Please give me wisdom so that I will be able to rule. This story comes out all different, but shame steps in and in that shame, there is the inability for Saul to lead. There is the incapacity for Moses to lead alone because he needs his brother Aaron there every second because he says I can't do it. I have a speech impediment. Even though God said you are good enough, you can go do this. In vulnerability and our true self, when we step into that, we are able to step into the fullness of whatever God is calling us to. If God is calling you to be a church leader and do great things, you can step into that in confidence knowing that God is the one behind you and that his calling is the thing that qualifies you to do his work. But if you're experiencing shame and experiencing that you are not good enough, imagine how that cripples that process. Now imagine how that cripples that process with mental health because all of a sudden we're talking about deeper issues, right? When you're dealing with oppression, there are all of a sudden all of these other issues that we talked about earlier.
Who is God? Who am I? I don't know anymore. I don't know my capacity. I can't do what I used to do and all of those get couched in shame.
I don't know if I'm good enough and now I don't know who I am and now I don't know who God is and now I'm not good enough to do anything because that was based on my capacity to produce. The idea that shame is a part of our life impacts every bearing of all of these things but it was never supposed to be that way. The man and the woman were created without shame, without a question that they were worthy, without a question that they were good and it was exactly the way God wanted.
It was tov, tov. It was so good. Jesus also modeled his disciples in the way that he talked to them.
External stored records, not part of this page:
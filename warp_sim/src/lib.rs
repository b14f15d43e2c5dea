//! Warp Simulation Harness
//!
//! Drives the observation core through seeded, reproducible scenarios and
//! hosts the built-in entity kinds and the game-state driver.
//!
//! # Architecture
//!
//! ```text
//! ┌──────────────────────────────────────────────────────────┐
//! │                     ScenarioRunner                       │
//! │   seed ──► ChaCha8Rng ──► spawns, damage, observers      │
//! │                              │                           │
//! │  ┌───────────────────────────▼────────────────────────┐  │
//! │  │ Universe (warp_core)                               │  │
//! │  │   live: Mothership, Probe ──update──► Frame ring   │  │
//! │  └───────────────────────────┬────────────────────────┘  │
//! │                              │ observe                   │
//! │                    checks + ScenarioMetrics              │
//! │                              │                           │
//! │                      SimExport (JSON)                    │
//! └──────────────────────────────────────────────────────────┘
//! ```
//!
//! # Usage
//!
//! ```ignore
//! use warp_sim::{ScenarioRunner, scenarios::ScenarioId};
//! use warp_core::UniverseConfig;
//!
//! let runner = ScenarioRunner::new(42, UniverseConfig::default()).with_duration(10.0);
//! let result = runner.run(ScenarioId::Ghosts);
//! assert!(result.passed);
//! ```

pub mod entities;
mod error;
mod exporter;
pub mod game;
mod runner;
pub mod scenarios;

pub use entities::{register_builtin_kinds, Mothership, Probe};
pub use error::SimError;
pub use exporter::{EntityPosition, SimExport, SimFrame};
pub use game::{Game, GameControl, GameState, PlayState};
pub use runner::{ScenarioMetrics, ScenarioResult, ScenarioRunner};
//! Error types for the Warp simulation harness.

use thiserror::Error;
use warp_core::{EntityId, WarpError};

/// Errors raised by scenarios, the game driver and the exporter.
#[derive(Debug, Error)]
pub enum SimError {
    /// Error from the observation core
    #[error(transparent)]
    Core(#[from] WarpError),

    /// File I/O failed
    #[error("I/O error: {0}")]
    Io(#[from] std::io::Error),

    /// JSON encoding or decoding failed
    #[error("Serialization error: {0}")]
    Serialization(#[from] serde_json::Error),

    /// `switch_state` named a state that was never added
    #[error("Invalid state: {0}")]
    UnknownState(String),

    /// `update` or `render` called before any state was entered
    #[error("No active game state")]
    NoActiveState,

    /// A freshly spawned entity was not of the expected concrete kind
    #[error("Entity {id} is not a {expected}")]
    KindMismatch {
        /// Entity that failed to downcast
        id: EntityId,
        /// Kind the caller expected
        expected: &'static str,
    },
}

impl SimError {
    /// Creates an unknown state error.
    pub fn unknown_state(name: impl Into<String>) -> Self {
        Self::UnknownState(name.into())
    }
}
//! Universe sizing configuration.
//!
//! The history buffer is sized once, from the universe radius, the signal
//! propagation speed and the tick rate, so that it covers the longest delay
//! any observer inside the universe can experience.

use crate::entity::Position;
use crate::error::{Result, WarpError};
use serde::{Deserialize, Serialize};
use std::fs;
use std::path::Path;

/// Largest history buffer a configuration may ask for, in frames.
pub const MAX_CAPACITY: usize = 1 << 20;

/// Axis-aligned world bounds.
#[derive(Debug, Clone, Copy, PartialEq, Serialize, Deserialize)]
pub struct Bounds {
    /// Minimum x coordinate
    pub min_x: f64,
    /// Minimum y coordinate
    pub min_y: f64,
    /// Maximum x coordinate
    pub max_x: f64,
    /// Maximum y coordinate
    pub max_y: f64,
}

impl Bounds {
    /// Square bounds centred on the origin.
    pub fn centered(half_extent: f64) -> Self {
        Self {
            min_x: -half_extent,
            min_y: -half_extent,
            max_x: half_extent,
            max_y: half_extent,
        }
    }

    /// Returns true if every edge is finite and the box is not inverted.
    pub fn is_valid(&self) -> bool {
        [self.min_x, self.min_y, self.max_x, self.max_y]
            .iter()
            .all(|v| v.is_finite())
            && self.min_x <= self.max_x
            && self.min_y <= self.max_y
    }

    /// Returns true if `position` lies inside (edges included).
    pub fn contains(&self, position: Position) -> bool {
        position.x >= self.min_x
            && position.x <= self.max_x
            && position.y >= self.min_y
            && position.y <= self.max_y
    }
}

/// Configuration for a [`Universe`](crate::universe::Universe).
#[derive(Debug, Clone, PartialEq, Serialize, Deserialize)]
#[serde(default)]
pub struct UniverseConfig {
    /// Universe radius in world units
    pub radius: f64,

    /// Signal propagation speed in world units per second
    pub propagation_speed: f64,

    /// Simulation tick rate in Hz
    pub ticks_per_second: f64,

    /// Size the buffer for a round trip (`2R`) rather than one way (`R`)
    pub round_trip: bool,

    /// Default observer position handed to behaviour hooks
    pub camera: [f64; 2],

    /// World bounds handed to behaviour hooks
    pub bounds: Bounds,
}

impl Default for UniverseConfig {
    fn default() -> Self {
        Self {
            radius: 5.0,
            propagation_speed: 1.0,
            ticks_per_second: 2.0,
            round_trip: true,
            camera: [0.0, 0.0],
            bounds: Bounds::centered(5.0),
        }
    }
}

impl UniverseConfig {
    /// Creates a round-trip configuration with bounds matching `radius`.
    pub fn new(radius: f64, propagation_speed: f64, ticks_per_second: f64) -> Self {
        Self {
            radius,
            propagation_speed,
            ticks_per_second,
            bounds: Bounds::centered(radius),
            ..Default::default()
        }
    }

    /// Sizes the buffer for one-way travel only.
    pub fn one_way(mut self) -> Self {
        self.round_trip = false;
        self
    }

    /// Sets the default camera position.
    pub fn with_camera(mut self, camera: Position) -> Self {
        self.camera = [camera.x, camera.y];
        self
    }

    /// Camera position as a vector.
    pub fn camera_position(&self) -> Position {
        Position::new(self.camera[0], self.camera[1])
    }

    /// Distance the buffer has to cover.
    pub fn span(&self) -> f64 {
        if self.round_trip {
            2.0 * self.radius
        } else {
            self.radius
        }
    }

    /// Checks every sizing parameter is finite and positive and the bounds
    /// describe a finite box.
    pub fn validate(&self) -> Result<()> {
        check_positive("radius", self.radius)?;
        check_positive("propagation_speed", self.propagation_speed)?;
        check_positive("ticks_per_second", self.ticks_per_second)?;
        if !self.bounds.is_valid() {
            return Err(WarpError::invalid(format!("invalid bounds {:?}", self.bounds)));
        }
        Ok(())
    }

    /// Number of frames needed to cover the configured span:
    /// `ceil(span / propagation_speed * ticks_per_second)`.
    pub fn capacity(&self) -> Result<usize> {
        self.validate()?;

        let frames = (self.span() / self.propagation_speed * self.ticks_per_second).ceil();
        if !frames.is_finite() || frames > MAX_CAPACITY as f64 {
            return Err(WarpError::invalid(format!(
                "history of {} frames exceeds the limit of {}",
                frames, MAX_CAPACITY
            )));
        }

        // A positive span always needs at least one frame.
        Ok((frames as usize).max(1))
    }

    /// Parses a configuration from JSON. Missing fields take their defaults.
    pub fn from_json_str(json: &str) -> Result<Self> {
        let config: Self = serde_json::from_str(json)
            .map_err(|e| WarpError::invalid(format!("malformed config: {}", e)))?;
        config.validate()?;
        Ok(config)
    }

    /// Reads a JSON configuration file.
    pub fn from_json_file(path: impl AsRef<Path>) -> Result<Self> {
        let path = path.as_ref();
        let content = fs::read_to_string(path).map_err(|e| {
            WarpError::invalid(format!("cannot read {}: {}", path.display(), e))
        })?;
        Self::from_json_str(&content)
    }
}

fn check_positive(name: &str, value: f64) -> Result<()> {
    if value.is_finite() && value > 0.0 {
        Ok(())
    } else {
        Err(WarpError::invalid(format!(
            "{} must be finite and positive, got {}",
            name, value
        )))
    }
}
He said, I no longer call you servants because a servant does not know his master's business. Instead, I have called you friends. For everything that I learned from my father, I have made known to you.
Jesus leads with vulnerability. Everything that I learned from the father, I told to you. I'm being straightforward with you.
Jesus leads with vulnerability. Everything that I learned from the father, I told to
you. I'm being straightforward to you. This is what you need to know. This is all of it and in the last section, we talked about vulnerability and how we lead out of who we are and by leading out of who we are, we replicate who we are, right? When we model, people replicate that. Jesus does the same thing and he says, do this.
Follow me and I told you everything. So my challenge to you coming out of this section is to ask the question, how does shame affect you? Shame dominated my life in a lot of ways and I'm sure there's many ways that it still does and by sure, I mean I know it still does because I can name some of them. How does it affect you? How does it affect your relationships? How does it affect how you are around other people? How does it affect your work? Because shame is the thing that says, I need to keep this hidden.
I need to make sure that no one knows about this thing, this weakness and that is not healthy. That stuff only festers there and creates more chaos and brokenness but when we can open that up and bring it to the surface, when we can, as John says in I John, walk in the light as he is in the light, all of those things exposed, all of those things open so that God can burn them away in his goodness. We have the opportunity to fully discover who we are and walk in the full truth of who God is and that is exactly what it means to be unaffected by shame instead of walking in the way most of us live all of our lives affected by these levels of shame.